Farid "le Fou" doit retourner en prison

La première chambre de la Cour d’appel de Liège a réformé et mis à néant ce lundi l’ordonnance de remise en liberté pour raison médicale de Farid Bamouhammad. Le demande de celui qui devait purger une peine jusqu’en 2027 a été déclarée non fondée. L’Etat belge était allé en appel en janvier contre cette libération, datant du 30 novembre dernier. Celui que l’on surnomme Farid "le Fou", réputé dangereux, violent et difficile, devra donc retourner en prison.

Farid Bamouhammad avait été libéré le 30 novembre dernier par le président du tribunal de première instance pour raisons de santé. La décision avait été confirmée par le tribunal de première instance, mais le ministre de la Justice Koen Geens (photo) avait déposé une requête d'appel en janvier et a sollicité la réforme de cette décision. Le parquet général avait également requis la réforme de la décision.

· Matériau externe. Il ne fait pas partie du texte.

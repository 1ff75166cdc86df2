//! Extraction-time data structures.

use serde_json::{Map, Value, json};

use crate::models::Category;

/// A category-scoped group of raw entry blocks.
///
/// Lives only for the duration of one extraction.
#[derive(Debug, Clone)]
pub struct Section {
    pub category: Category,
    pub is_official: bool,
    /// Heading line that opened the section
    pub title: String,
    /// One raw markdown block per bullet entry
    pub blocks: Vec<String>,
}

impl Section {
    pub fn new(category: Category, title: impl Into<String>) -> Self {
        Self {
            category,
            is_official: category.is_official(),
            title: title.into(),
            blocks: Vec::new(),
        }
    }
}

/// Everything recovered from one surviving block, prior to validation.
#[derive(Debug, Clone, PartialEq, Eq)]
pub struct Candidate {
    pub category: Category,
    pub order_in_section: u32,
    pub name: String,
    /// Per-run unique slug within the category
    pub slug: String,
    pub primary_url: Option<String>,
    pub repo_url: Option<String>,
    pub homepage: String,
    pub description: String,
    pub icons: Vec<String>,
    pub transports: Option<Vec<String>>,
    pub language: Option<String>,
    pub raw_md: String,
}

impl Candidate {
    /// `<category>:<slug>`, used to identify the candidate in logs.
    pub fn idempotent_key(&self) -> String {
        format!("{}:{}", self.category, self.slug)
    }

    /// Project the candidate onto the emitted record shape.
    ///
    /// The result is untyped so the validator sees exactly what would be
    /// written.
    pub fn to_record_value(&self) -> Value {
        let mut map = Map::new();
        map.insert("name".into(), json!(self.name));
        map.insert("category".into(), json!(self.category));
        map.insert("orderInSection".into(), json!(self.order_in_section));
        map.insert("description".into(), json!(self.description));
        map.insert("homepage".into(), json!(self.homepage));
        if !self.icons.is_empty() {
            map.insert("icons".into(), json!(self.icons));
        }
        Value::Object(map)
    }
}

#[cfg(test)]
mod tests {
    use super::*;

    fn sample_candidate() -> Candidate {
        Candidate {
            category: Category::Community,
            order_in_section: 3,
            name: "Foo Server".to_string(),
            slug: "foo-server".to_string(),
            primary_url: Some("https://github.com/acme/foo".to_string()),
            repo_url: Some("https://github.com/acme/foo".to_string()),
            homepage: "https://github.com/acme/foo".to_string(),
            description: "Does a thing".to_string(),
            icons: Vec::new(),
            transports: Some(vec!["STDIO".to_string()]),
            language: Some("Python".to_string()),
            raw_md: "- **[Foo Server](https://github.com/acme/foo)** - Does a thing".to_string(),
        }
    }

    #[test]
    fn test_idempotent_key() {
        assert_eq!(sample_candidate().idempotent_key(), "community:foo-server");
    }

    #[test]
    fn test_record_value_shape() {
        let value = sample_candidate().to_record_value();
        assert_eq!(value["name"], "Foo Server");
        assert_eq!(value["category"], "community");
        assert_eq!(value["orderInSection"], 3);
        assert!(value.get("icons").is_none());
        assert!(value.get("language").is_none());
    }

    #[test]
    fn test_section_flags() {
        let section = Section::new(Category::Official, "### 🎖️ Official Integrations");
        assert!(section.is_official);
        assert!(section.blocks.is_empty());
    }
}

Les avocats de Farid Bamouhammad, Me Nève et Me Moreau, estimaient que la cour d'appel n'était pas compétente pour juger l'appel formulé par le ministre. Ils estimaient que leur client devait rester en liberté. Mais la cour d'appel a décidé de réformer les décisions de première instance.

Elle a notamment relevé que la première procédure introduite par la défense n'était pas contradictoire. Elle a aussi souligné que Farid Bamouhammad (47 ans) avait créé son propre état d'urgence en décidant d'entamer une grève de la faim. L'ordonnance de remise en liberté de Bamouhammad est donc mise à néant.

Ce qui signifie, à ce stade de la procédure, que celui qui était incarcéré depuis 1985 pour meurtre, tentative de meurtre et tentative d’enlèvement doit retourner en prison.